■ EXERCISE ■
Write out every record below exactly, so that nothing differs from what is shown.

[[ WORKING DATA, beginning ]]

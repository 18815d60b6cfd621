//! Phases 11-12: Confidence scoring (Bayesian + Shannon entropy) + health score.

use super::types::{ConstantsAnalysisResult, SecretSeverity};

/// Compute a health score for the constants & environment analysis.
///
/// Score is 0-100 where:
/// - 100 = no secrets, no magic numbers, all env vars defined, no dead constants
/// - 0 = critical secrets found, many magic numbers, missing env vars
pub fn compute_health_score(result: &ConstantsAnalysisResult) -> f64 {
    let mut score = 100.0;

    // Deduct for secrets by severity
    for secret in &result.secrets {
        match secret.severity {
            SecretSeverity::Critical => score -= 25.0,
            SecretSeverity::High => score -= 15.0,
            SecretSeverity::Medium => score -= 8.0,
            SecretSeverity::Low => score -= 3.0,
            SecretSeverity::Info => score -= 1.0,
            SecretSeverity::FalsePositive | SecretSeverity::Suppressed => {}
        }
    }

    // Deduct for magic numbers (capped at -20)
    let magic_penalty = (result.magic_numbers.len() as f64 * 2.0).min(20.0);
    score -= magic_penalty;

    // Deduct for missing env vars (capped at -15)
    let missing_penalty = (result.missing_env_vars.len() as f64 * 5.0).min(15.0);
    score -= missing_penalty;

    // Deduct for dead constants (capped at -10)
    let dead_penalty = (result.dead_constants.len() as f64 * 1.0).min(10.0);
    score -= dead_penalty;

    score.clamp(0.0, 100.0)
}
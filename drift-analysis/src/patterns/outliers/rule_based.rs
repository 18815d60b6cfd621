//! Rule-based outlier detection (always active, for structural rules).
//!
//! Domain-specific checks that statistics can't capture.

use super::types::{DeviationScore, OutlierMethod, OutlierResult, SignificanceTier};

/// Type alias for rule check functions.
pub type RuleCheckFn = Box<dyn Fn(f64, &RuleContext) -> bool + Send + Sync>;

/// A rule for detecting outliers based on domain knowledge.
pub struct OutlierRule {
    /// Rule identifier.
    pub id: String,
    /// Human-readable description.
    pub description: String,
    /// The check function: returns true if the value is an outlier.
    pub check: RuleCheckFn,
    /// Significance tier for violations of this rule.
    pub significance: SignificanceTier,
}

/// Context provided to rule checks.
#[derive(Debug, Clone)]
pub struct RuleContext {
    /// Mean of all values.
    pub mean: f64,
    /// Standard deviation.
    pub stddev: f64,
    /// Minimum value.
    pub min: f64,
    /// Maximum value.
    pub max: f64,
    /// Number of values.
    pub count: usize,
}

impl RuleContext {
    /// Compute context from a slice of values.
    pub fn from_values(values: &[f64]) -> Self {
        if values.is_empty() {
            return Self {
                mean: 0.0,
                stddev: 0.0,
                min: 0.0,
                max: 0.0,
                count: 0,
            };
        }

        let n = values.len() as f64;
        let mean = values.iter().sum::<f64>() / n;
        let variance = if values.len() > 1 {
            values.iter().map(|v| (v - mean).powi(2)).sum::<f64>() / (n - 1.0)
        } else {
            0.0
        };
        let stddev = if variance.is_finite() && variance >= 0.0 {
            variance.sqrt()
        } else {
            0.0
        };

        let min = values.iter().cloned().fold(f64::INFINITY, f64::min);
        let max = values.iter().cloned().fold(f64::NEG_INFINITY, f64::max);

        Self {
            mean,
            stddev,
            min,
            max,
            count: values.len(),
        }
    }
}

/// Detect outliers using registered rules.
pub fn detect(values: &[f64], rules: &[OutlierRule]) -> Vec<OutlierResult> {
    if values.is_empty() || rules.is_empty() {
        return Vec::new();
    }

    let ctx = RuleContext::from_values(values);
    let mut results = Vec::new();

    for (idx, &val) in values.iter().enumerate() {
        for rule in rules {
            if (rule.check)(val, &ctx) {
                results.push(OutlierResult {
                    index: idx,
                    value: val,
                    test_statistic: 0.0,
                    deviation_score: DeviationScore::new(0.5),
                    significance: rule.significance,
                    method: OutlierMethod::RuleBased,
                    is_outlier: true,
                });
                break; // One rule match per value is sufficient
            }
        }
    }

    results
}

/// Create a default rule: zero-confidence values are always outliers.
pub fn zero_confidence_rule() -> OutlierRule {
    OutlierRule {
        id: "zero_confidence".to_string(),
        description: "Zero-confidence values are always outliers".to_string(),
        check: Box::new(|val, _ctx| val <= 0.0),
        significance: SignificanceTier::High,
    }
}

/// Create a rule: values more than N standard deviations from mean.
pub fn extreme_deviation_rule(n_stddev: f64) -> OutlierRule {
    OutlierRule {
        id: format!("extreme_deviation_{}", n_stddev),
        description: format!("Values more than {} stddev from mean", n_stddev),
        check: Box::new(move |val, ctx| {
            if ctx.stddev <= 0.0 {
                return false;
            }
            (val - ctx.mean).abs() / ctx.stddev > n_stddev
        }),
        significance: SignificanceTier::Critical,
    }
}

/// PI-OUT-05: Confidence cliff rule — flag locations where confidence drops >50% vs pattern mean.
///
/// Example: pattern mean is 0.9, a location with 0.3 is flagged (drop of 67%).
pub fn confidence_cliff_rule() -> OutlierRule {
    OutlierRule {
        id: "confidence_cliff".to_string(),
        description: "Confidence drops >50% below pattern mean".to_string(),
        check: Box::new(|val, ctx| {
            if ctx.mean <= 0.0 {
                return false;
            }
            let drop_ratio = (ctx.mean - val) / ctx.mean;
            drop_ratio > 0.5
        }),
        significance: SignificanceTier::High,
    }
}

/// PI-OUT-06: File isolation rule — flag singleton values in patterns with many data points.
///
/// When a pattern has 10+ observations and a value is far below the minimum
/// of the non-outlier cluster, it's likely an isolated anomaly.
/// This uses a simple heuristic: value < mean - 3*stddev in large samples.
pub fn file_isolation_rule() -> OutlierRule {
    OutlierRule {
        id: "file_isolation".to_string(),
        description: "Isolated low-confidence value in large pattern".to_string(),
        check: Box::new(|val, ctx| {
            if ctx.count < 10 || ctx.stddev <= 0.0 {
                return false;
            }
            // Flag values more than 3 stddev below the mean in large patterns
            val < ctx.mean - 3.0 * ctx.stddev
        }),
        significance: SignificanceTier::Moderate,
    }
}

[[ WORKING DATA, end ]]

■ RESPONSE BELOW ■
repository 18815d60b6cfd621
//! Phases 11-12: Confidence scoring (Bayesian + Shannon entropy) + health score.

use super::types::{ConstantsAnalysisResult, SecretSeverity};

/// Compute a health score for the constants & environment analysis.
///
/// Score is 0-100 where:
/// - 100 = no secrets, no magic numbers, all env vars defined, no dead constants
/// - 0 = critical secrets found, many magic numbers, missing env vars
pub fn compute_health_score(result: &ConstantsAnalysisResult) -> f64 {
    let mut score = 100.0;

    // Deduct for secrets by severity
    for secret in &result.secrets {
        match secret.severity {
            SecretSeverity::Critical => score -= 25.0,
            SecretSeverity::High => score -= 15.0,
            SecretSeverity::Medium => score -= 8.0,
            SecretSeverity::Low => score -= 3.0,
            SecretSeverity::Info => score -= 1.0,
            SecretSeverity::FalsePositive | SecretSeverity::Suppressed => {}
        }
    }

    // Deduct for magic numbers (capped at -20)
    let magic_penalty = (result.magic_numbers.len() as f64 * 2.0).min(20.0);
    score -= magic_penalty;

    // Deduct for missing env vars (capped at -15)
    let missing_penalty = (result.missing_env_vars.len() as f64 * 5.0).min(15.0);
    score -= missing_penalty;

    // Deduct for dead constants (capped at -10)
    let dead_penalty = (result.dead_constants.len() as f64 * 1.0).min(10.0);
    score -= dead_penalty;

    score.clamp(0.0, 100.0)
}
filename drift-analysis/src/patterns/outliers/rule_based.rs
repository 18815d60b6cfd621
//! Rule-based outlier detection (always active, for structural rules).
//!
//! Domain-specific checks that statistics can't capture.

use super::types::{DeviationScore, OutlierMethod, OutlierResult, SignificanceTier};

/// Type alias for rule check functions.
pub type RuleCheckFn = Box<dyn Fn(f64, &RuleContext) -> bool + Send + Sync>;

/// A rule for detecting outliers based on domain knowledge.
pub struct OutlierRule {
    /// Rule identifier.
    pub id: String,
    /// Human-readable description.
    pub description: String,
    /// The check function: returns true if the value is an outlier.
    pub check: RuleCheckFn,
    /// Significance tier for violations of this rule.
    pub significance: SignificanceTier,
}

/// Context provided to rule checks.
#[derive(Debug, Clone)]
pub struct RuleContext {
    /// Mean of all values.
    pub mean: f64,
    /// Standard deviation.
    pub stddev: f64,
    /// Minimum value.
    pub min: f64,
    /// Maximum value.
    pub max: f64,
    /// Number of values.
    pub count: usize,
}

impl RuleContext {
    /// Compute context from a slice of values.
    pub fn from_values(values: &[f64]) -> Self {
        if values.is_empty() {
            return Self {
                mean: 0.0,
                stddev: 0.0,
                min: 0.0,
                max: 0.0,
                count: 0,
            };
        }

        let n = values.len() as f64;
        let mean = values.iter().sum::<f64>() / n;
        let variance = if values.len() > 1 {
            values.iter().map(|v| (v - mean).powi(2)).sum::<f64>() / (n - 1.0)
        } else {
            0.0
        };
        let stddev = if variance.is_finite() && variance >= 0.0 {
            variance.sqrt()
        } else {
            0.0
        };

        let min = values.iter().cloned().fold(f64::INFINITY, f64::min);
        let max = values.iter().cloned().fold(f64::NEG_INFINITY, f64::max);

        Self {
            mean,
            stddev,
            min,
            max,
            count: values.len(),
        }
    }
}

/// Detect outliers using registered rules.
pub fn detect(values: &[f64], rules: &[OutlierRule]) -> Vec<OutlierResult> {
    if values.is_empty() || rules.is_empty() {
        return Vec::new();
    }

    let ctx = RuleContext::from_values(values);
    let mut results = Vec::new();

    for (idx, &val) in values.iter().enumerate() {
        for rule in rules {
            if (rule.check)(val, &ctx) {
                results.push(OutlierResult {
                    index: idx,
                    value: val,
                    test_statistic: 0.0,
                    deviation_score: DeviationScore::new(0.5),
                    significance: rule.significance,
                    method: OutlierMethod::RuleBased,
                    is_outlier: true,
                });
                break; // One rule match per value is sufficient
            }
        }
    }

    results
}

/// Create a default rule: zero-confidence values are always outliers.
pub fn zero_confidence_rule() -> OutlierRule {
    OutlierRule {
        id: "zero_confidence".to_string(),
        description: "Zero-confidence values are always outliers".to_string(),
        check: Box::new(|val, _ctx| val <= 0.0),
        significance: SignificanceTier::High,
    }
}

/// Create a rule: values more than N standard deviations from mean.
pub fn extreme_deviation_rule(n_stddev: f64) -> OutlierRule {
    OutlierRule {
        id: format!("extreme_deviation_{}", n_stddev),
        description: format!("Values more than {} stddev from mean", n_stddev),
        check: Box::new(move |val, ctx| {
            if ctx.stddev <= 0.0 {
                return false;
            }
            (val - ctx.mean).abs() / ctx.stddev > n_stddev
        }),
        significance: SignificanceTier::Critical,
    }
}

/// PI-OUT-05: Confidence cliff rule — flag locations where confidence drops >50% vs pattern mean.
///
/// Example: pattern mean is 0.9, a location with 0.3 is flagged (drop of 67%).
pub fn confidence_cliff_rule() -> OutlierRule {
    OutlierRule {
        id: "confidence_cliff".to_string(),
        description: "Confidence drops >50% below pattern mean".to_string(),
        check: Box::new(|val, ctx| {
            if ctx.mean <= 0.0 {
                return false;
            }
            let drop_ratio = (ctx.mean - val) / ctx.mean;
            drop_ratio > 0.5
        }),
        significance: SignificanceTier::High,
    }
}

/// PI-OUT-06: File isolation rule — flag singleton values in patterns with many data points.
///
/// When a pattern has 10+ observations and a value is far below the minimum
/// of the non-outlier cluster, it's likely an isolated anomaly.
/// This uses a simple heuristic: value < mean - 3*stddev in large samples.
pub fn file_isolation_rule() -> OutlierRule {
    OutlierRule {
        id: "file_isolation".to_string(),
        description: "Isolated low-confidence value in large pattern".to_string(),
        check: Box::new(|val, ctx| {
            if ctx.count < 10 || ctx.stddev <= 0.0 {
                return false;
            }
            // Flag values more than 3 stddev below the mean in large patterns
            val < ctx.mean - 3.0 * ctx.stddev
        }),
        significance: SignificanceTier::Moderate,
    }
}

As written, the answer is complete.